Observability
Structured logging, metrics, distributed tracing — the three pillars
Observability is the ability to infer the internal state of a system from its external outputs — the three pillars are structured logs (discrete events), metrics (aggregated measurements over time), and distributed traces (end-to-end request journeys). Unlike monitoring (alerting on known failure modes), observability supports answering questions you didn't think to ask before an incident. The OpenTelemetry project provides a vendor-neutral SDK for instrumenting all three signals. Modern observability platforms (Datadog, Honeycomb, Grafana Stack) correlate all three signals through a common trace ID, enabling sub-minute root cause identification in complex microservice topologies.
Key Points
- Structured logs (JSON) are machine-parseable; include trace_id, span_id, service, user_id, and request_id in every log line for correlation.
- RED method for service metrics: Rate (requests/sec), Errors (error rate %), Duration (latency percentiles) — sufficient to detect virtually all service degradation.
- USE method for infrastructure: Utilization, Saturation, Errors — applies to CPU, memory, disk I/O, network, and connection pools.
- Distributed tracing propagates a trace context (W3C TraceContext or B3 headers) across service boundaries, allowing reconstruction of full call graphs.

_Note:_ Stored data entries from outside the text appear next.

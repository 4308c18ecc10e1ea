//! Geographic coordinate type and spatial utilities.
//!
//! `GeoPoint` uses `f64` longitude/latitude.  Route geometry arrives from the
//! directions provider as GeoJSON `[lon, lat]` pairs, so the constructor takes
//! the same order.

/// Mean Earth radius in metres, shared by every great-circle computation.
pub const EARTH_RADIUS_M: f64 = 6_371_000.0;

/// A WGS-84 geographic coordinate.
#[derive(Copy, Clone, Debug, PartialEq, Default)]
#[cfg_attr(feature = "serde", derive(serde::Serialize, serde::Deserialize))]
pub struct GeoPoint {
    pub lon: f64,
    pub lat: f64,
}

impl GeoPoint {
    #[inline]
    pub fn new(lon: f64, lat: f64) -> Self {
        Self { lon, lat }
    }

    /// `true` when both components are finite numbers.
    #[inline]
    pub fn is_finite(self) -> bool {
        self.lon.is_finite() && self.lat.is_finite()
    }

    /// Haversine great-circle distance in metres.
    ///
    /// Non-finite input yields `0.0` rather than `NaN` so hot per-fix paths
    /// never have to branch on poisoned values.
    pub fn distance_m(self, other: GeoPoint) -> f64 {
        if !self.is_finite() || !other.is_finite() {
            return 0.0;
        }

        let d_lat = (other.lat - self.lat).to_radians();
        let d_lon = (other.lon - self.lon).to_radians();

        let lat1 = self.lat.to_radians();
        let lat2 = other.lat.to_radians();

        let a = (d_lat * 0.5).sin().powi(2)
            + lat1.cos() * lat2.cos() * (d_lon * 0.5).sin().powi(2);

        let c = 2.0 * a.sqrt().atan2((1.0 - a).sqrt());
        EARTH_RADIUS_M * c
    }

    /// Initial bearing from `self` towards `other`, in degrees `[0, 360)`.
    pub fn bearing_to(self, other: GeoPoint) -> f64 {
        if !self.is_finite() || !other.is_finite() || self == other {
            return 0.0;
        }
        let lat1 = self.lat.to_radians();
        let lat2 = other.lat.to_radians();
        let d_lon = (other.lon - self.lon).to_radians();

        let y = d_lon.sin() * lat2.cos();
        let x = lat1.cos() * lat2.sin() - lat1.sin() * lat2.cos() * d_lon.cos();

        let deg = y.atan2(x).to_degrees();
        let norm = (deg + 360.0) % 360.0;
        // `-0.0 % 360.0` and rounding can land exactly on 360.0.
        if norm >= 360.0 { 0.0 } else { norm }
    }

    /// Linear interpolation in lon/lat space.  `t` is clamped to `[0, 1]`.
    #[inline]
    pub fn lerp(self, other: GeoPoint, t: f64) -> GeoPoint {
        let t = if t.is_finite() { t.clamp(0.0, 1.0) } else { 1.0 };
        // Exact endpoints, so callers can compare against vertices.
        if t == 0.0 {
            return self;
        }
        if t == 1.0 {
            return other;
        }
        GeoPoint {
            lon: self.lon + (other.lon - self.lon) * t,
            lat: self.lat + (other.lat - self.lat) * t,
        }
    }
}

impl std::fmt::Display for GeoPoint {
    /// Formats as the provider's `"lon,lat"` waypoint syntax.
    fn fmt(&self, f: &mut std::fmt::Formatter<'_>) -> std::fmt::Result {
        write!(f, "{:.6},{:.6}", self.lon, self.lat)
    }
}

- Sampling strategy: head-based sampling (Jaeger default, random %) loses tail-latency traces; tail-based sampling (Honeycomb) keeps slow/error traces — critical for P99 debugging.

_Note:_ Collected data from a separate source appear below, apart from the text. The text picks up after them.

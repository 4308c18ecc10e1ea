//! `PositionTracker` — turns raw fixes into the session's tracked position.
//!
//! # Snap flow
//!
//! ```text
//! fix ──► moved > threshold? ──no──► keep last snapped, drop waiting input
//!              │yes
//!              ▼
//!        SingleFlight::submit(raw) ──gate closed──► keep last snapped
//!              │started                            (raw kept as waiting input)
//!              ▼
//!        SnapRequest { previous: snapped, current: raw }
//!              ⋮  (caller performs the network call)
//!        resolve_snap(id, Ok(p))  ──► snapped = p
//!        resolve_snap(id, Err(_)) ──► snapped = latest raw fix
//! ```
//!
//! The tracker never performs I/O.  It hands out [`SnapRequest`]s and expects
//! the owner to report each outcome through [`PositionTracker::resolve_snap`].

use log::{debug, warn};

use nav_core::units::mps_to_kmh;
use nav_core::{GeoPoint, NavConfig, RequestId, SingleFlight, Timestamp};

use crate::{LocationFix, RoutePlan, RouteSplit, SnapError, TrackedPosition};

/// A road-snap call the owner must perform.
#[derive(Debug, Clone, Copy, PartialEq)]
pub struct SnapRequest {
    pub id:       RequestId,
    pub previous: GeoPoint,
    pub current:  GeoPoint,
}

/// Result of feeding the tracker.
#[derive(Debug, Clone)]
pub struct Ingested {
    pub position: TrackedPosition,
    /// Active plan cut at `position.snapped`; `None` without a plan.
    pub split:    Option<RouteSplit>,
    /// A snap call to start now, if the gate opened.
    pub snap:     Option<SnapRequest>,
}

pub struct PositionTracker {
    movement_threshold_m: f64,
    snapping:             bool,
    gate:                 SingleFlight<GeoPoint>,
    position:             Option<TrackedPosition>,
}

impl PositionTracker {
    /// A tracker that road-snaps through the owner's snap collaborator.
    pub fn new(config: &NavConfig) -> Self {
        Self {
            movement_threshold_m: config.movement_threshold_m,
            snapping:             true,
            gate:                 SingleFlight::new(config.snap_window_ms),
            position:             None,
        }
    }

    /// A tracker for sessions without a snap collaborator: every finite fix
    /// is adopted as the snapped position directly.
    pub fn without_snapping(config: &NavConfig) -> Self {
        Self { snapping: false, ..Self::new(config) }
    }

    pub fn position(&self) -> Option<&TrackedPosition> {
        self.position.as_ref()
    }

    /// `true` while a snap request is outstanding.
    pub fn snap_in_flight(&self) -> bool {
        self.gate.is_in_flight()
    }

    /// Process one fix.
    ///
    /// Returns `None` only when no position exists yet and the fix itself is
    /// unusable (non-finite coordinates).
    pub fn ingest(
        &mut self,
        fix:  LocationFix,
        plan: Option<&RoutePlan>,
        now:  Timestamp,
    ) -> Option<Ingested> {
        let speed_kmh = mps_to_kmh(fix.speed_mps);

        if self.position.is_none() {
            if !fix.position.is_finite() {
                warn!("ignoring non-finite first fix {}", fix.position);
                return None;
            }
            let first = TrackedPosition::first(fix, speed_kmh, now);
            self.position = Some(first);
            return Some(Self::ingested(first, plan, None));
        }
        let pos = self.position.as_mut()?;

        pos.raw = fix;
        pos.speed_kmh = speed_kmh;

        let mut snap = None;
        if !fix.position.is_finite() {
            debug!("non-finite fix {}; holding {}", fix.position, pos.snapped);
        } else if !self.snapping {
            pos.adopt(fix.position, now);
        } else if fix.position.distance_m(pos.snapped) > self.movement_threshold_m {
            let previous = pos.snapped;
            snap = self.gate.submit(fix.position, now).map(|(id, current)| SnapRequest {
                id,
                previous,
                current,
            });
        } else {
            // A fix near the snapped position supersedes any waiting input.
            self.gate.discard_waiting();
        }

        let position = *pos;
        Some(Self::ingested(position, plan, snap))
    }

    /// Apply the outcome of snap request `id`.
    ///
    /// Returns `None` when the result is stale (unknown id) and was dropped.
    /// On failure the snapped position falls back to the latest raw fix.
    pub fn resolve_snap(
        &mut self,
        id:     RequestId,
        result: Result<GeoPoint, SnapError>,
        plan:   Option<&RoutePlan>,
        now:    Timestamp,
    ) -> Option<Ingested> {
        if !self.gate.complete(id) {
            debug!("discarding stale snap result {id}");
            return None;
        }
        let pos = self.position.as_mut()?;

        match result {
            Ok(point) if point.is_finite() => pos.adopt(point, now),
            Ok(point) => {
                warn!("snap returned non-finite point {point}; using raw fix");
                pos.adopt(pos.raw.position, now);
            }
            Err(e) => {
                warn!("road snap failed ({e}); using raw fix");
                pos.adopt(pos.raw.position, now);
            }
        }

        let snap = self.next_request(now);
        let position = self.position.as_ref().copied()?;
        Some(Self::ingested(position, plan, snap))
    }

    /// Start the coalesced snap input if the gate has opened.
    pub fn poll(&mut self, now: Timestamp) -> Option<SnapRequest> {
        self.next_request(now)
    }

    /// Forget any outstanding or waiting snap; the position is kept.
    pub fn reset_snaps(&mut self) {
        self.gate.reset();
    }

    fn next_request(&mut self, now: Timestamp) -> Option<SnapRequest> {
        let previous = self.position.as_ref()?.snapped;
        if let Some(waiting) = self.gate.waiting() {
            if waiting.distance_m(previous) <= self.movement_threshold_m {
                debug!("dropping waiting snap input {waiting}; within threshold of {previous}");
                self.gate.discard_waiting();
                return None;
            }
        }
        self.gate
            .poll(now)
            .map(|(id, current)| SnapRequest { id, previous, current })
    }

    fn ingested(
        position: TrackedPosition,
        plan:     Option<&RoutePlan>,
        snap:     Option<SnapRequest>,
    ) -> Ingested {
        let split = plan.and_then(|p| p.split_at(position.snapped));
        Ingested { position, split, snap }
    }
}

- SLO-based alerting fires on error budget burn rate (e.g., burning 5% of monthly budget in 1 hour) rather than raw metric thresholds — reduces false positives significantly.

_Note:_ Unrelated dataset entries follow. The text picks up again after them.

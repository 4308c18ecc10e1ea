//! Session observer trait for UI updates and trip recording.

use std::fmt;

use nav_core::PlanRevision;
use nav_route::{ArrivalSummary, DirectionsError, RoutePlan, RouteState, TrackedPosition, Transition};

use crate::RecalcReason;

/// Callbacks invoked by the session at key points of the per-event pipeline.
///
/// All methods have default no-op implementations so implementors only need
/// to override what they care about.
///
/// # Example — console printer
///
/// ```rust,ignore
/// struct Printer;
///
/// impl SessionObserver for Printer {
///     fn on_position(&mut self, _: &TrackedPosition, _: &Transition, state: Option<&RouteState>) {
///         if let Some(s) = state {
///             println!("{:.0} m left, eta {}", s.remaining_m, s.eta);
///         }
///     }
/// }
/// ```
pub trait SessionObserver {
    /// Called after every change of the tracked position.
    ///
    /// `state` is `None` while no plan is active.
    fn on_position(
        &mut self,
        _position:   &TrackedPosition,
        _transition: &Transition,
        _state:      Option<&RouteState>,
    ) {}

    /// Called whenever a new plan becomes active.
    fn on_plan_replaced(&mut self, _revision: PlanRevision, _plan: &RoutePlan, _reason: PlanSource) {}

    /// A recalculation failed; the previous plan stays active.  Not meant to
    /// interrupt the traveler.
    fn on_recalculation_failed(&mut self, _reason: RecalcReason, _error: &DirectionsError) {}

    /// The session has no plan because the first route request failed.  The
    /// UI should offer a retry (see `SessionHandle::retry_initial_route`).
    fn on_initial_route_failed(&mut self, _error: &DirectionsError) {}

    /// The arrival flag flipped.
    fn on_arrival_changed(&mut self, _arrived: bool) {}

    /// Trip summary, produced once per plan revision on arrival.
    fn on_arrival(&mut self, _summary: &ArrivalSummary) {}

    /// Called once when the session ends.
    fn on_session_end(&mut self, _odometer_m: f64) {}
}

/// Where an active plan came from.
#[derive(Copy, Clone, Debug, PartialEq, Eq)]
pub enum PlanSource {
    /// Supplied by the caller when the session started.
    Provided,
    /// Computed by the directions provider.
    Computed(RecalcReason),
    /// Reloaded from the plan store on resume.
    Restored,
}

impl fmt::Display for PlanSource {
    fn fmt(&self, f: &mut fmt::Formatter<'_>) -> fmt::Result {
        match self {
            PlanSource::Provided         => f.write_str("provided"),
            PlanSource::Computed(reason) => write!(f, "computed:{reason}"),
            PlanSource::Restored         => f.write_str("restored"),
        }
    }
}

/// A [`SessionObserver`] that does nothing.
pub struct NoopObserver;

impl SessionObserver for NoopObserver {}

- Cardinality is the observability tax: high-cardinality labels (user_id on metrics) cause storage explosion in time-series DBs; use traces for high-cardinality, metrics for aggregates.
- OpenTelemetry Collector as a sidecar decouples instrumentation from vendor backend — enables switching from Jaeger to Honeycomb without code changes.
Real-World Example
Slack's 2022 outage postmortem revealed that trace correlation between their Vitess database layer and application services reduced mean time to diagnosis from 45 minutes to under 8 minutes compared to similar incidents before distributed tracing adoption — observability ROI is measured in incident duration.